▶ _To do_
Below are the records; copy out every line that holds the word "crate".

### Provided records ###

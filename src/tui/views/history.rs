//! Transaction history view
//!
//! Numbered ledger table with deletion marks

use ratatui::{
    layout::Rect,
    style::{Color, Modifier, Style},
    widgets::{Block, Borders, Cell, Paragraph, Row, Table, TableState},
    Frame,
};

use crate::models::TransactionKind;
use crate::services::TransactionService;
use crate::tui::app::App;
use crate::tui::layout::MainPanelLayout;

/// Render the transaction history
pub fn render(frame: &mut Frame, app: &mut App, area: Rect) {
    let layout = MainPanelLayout::new(area);

    // Render header
    render_header(frame, layout.header);

    // Render transaction table
    render_history_table(frame, app, layout.content);
}

/// Render history header
fn render_header(frame: &mut Frame, area: Rect) {
    let block = Block::default()
        .title(" Transaction History ")
        .title_style(
            Style::default()
                .fg(Color::Cyan)
                .add_modifier(Modifier::BOLD),
        )
        .borders(Borders::ALL)
        .border_style(Style::default().fg(Color::DarkGray));

    let paragraph = Paragraph::new("SPACE: Mark  d: Delete  Esc: Back")
        .block(block)
        .style(Style::default().fg(Color::DarkGray));

    frame.render_widget(paragraph, area);
}

/// Render transaction table
fn render_history_table(frame: &mut Frame, app: &mut App, area: Rect) {
    let block = Block::default()
        .borders(Borders::ALL)
        .border_style(Style::default().fg(Color::Cyan));

    let service = TransactionService::new(app.storage);
    let transactions = service.history().unwrap_or_default();

    if transactions.is_empty() {
        let text = Paragraph::new("No transactions found.")
            .block(block)
            .style(Style::default().fg(Color::DarkGray));
        frame.render_widget(text, area);
        return;
    }

    // Define column widths
    let widths = [
        ratatui::layout::Constraint::Length(2),  // Mark
        ratatui::layout::Constraint::Length(5),  // No.
        ratatui::layout::Constraint::Length(12), // Date
        ratatui::layout::Constraint::Length(9),  // Type
        ratatui::layout::Constraint::Min(14),    // Category
        ratatui::layout::Constraint::Length(12), // Amount
    ];

    // Header row
    let header = Row::new(vec![
        Cell::from(""),
        Cell::from("No.").style(Style::default().add_modifier(Modifier::BOLD)),
        Cell::from("Date").style(Style::default().add_modifier(Modifier::BOLD)),
        Cell::from("Type").style(Style::default().add_modifier(Modifier::BOLD)),
        Cell::from("Category").style(Style::default().add_modifier(Modifier::BOLD)),
        Cell::from("Amount").style(Style::default().add_modifier(Modifier::BOLD)),
    ])
    .style(Style::default().fg(Color::Yellow))
    .height(1);

    // Data rows
    let rows: Vec<Row> = transactions
        .iter()
        .enumerate()
        .map(|(i, txn)| {
            // Deletion mark
            let mark = if app.marked_rows.contains(&i) {
                "■"
            } else {
                "□"
            };

            let kind_style = match txn.kind {
                TransactionKind::Income => Style::default().fg(Color::Green),
                TransactionKind::Expense => Style::default().fg(Color::Red),
            };

            Row::new(vec![
                Cell::from(mark).style(Style::default().fg(Color::Yellow)),
                Cell::from(format!("{}", i + 1)),
                Cell::from(txn.date.clone()),
                Cell::from(txn.kind.to_string()).style(kind_style),
                Cell::from(txn.category.clone()),
                Cell::from(txn.amount.to_string()).style(kind_style),
            ])
        })
        .collect();

    let table = Table::new(rows, widths)
        .header(header)
        .block(block)
        .highlight_style(
            Style::default()
                .bg(Color::DarkGray)
                .add_modifier(Modifier::BOLD),
        )
        .highlight_symbol("▶ ");

    let mut state = TableState::default();
    state.select(Some(app.history_index));

    frame.render_stateful_widget(table, area, &mut state);
}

###

▶ _Problem solution_
use crate::models::TransactionKind;
use crate::services::TransactionService;
use crate::tui::app::App;
use crate::tui::layout::MainPanelLayout;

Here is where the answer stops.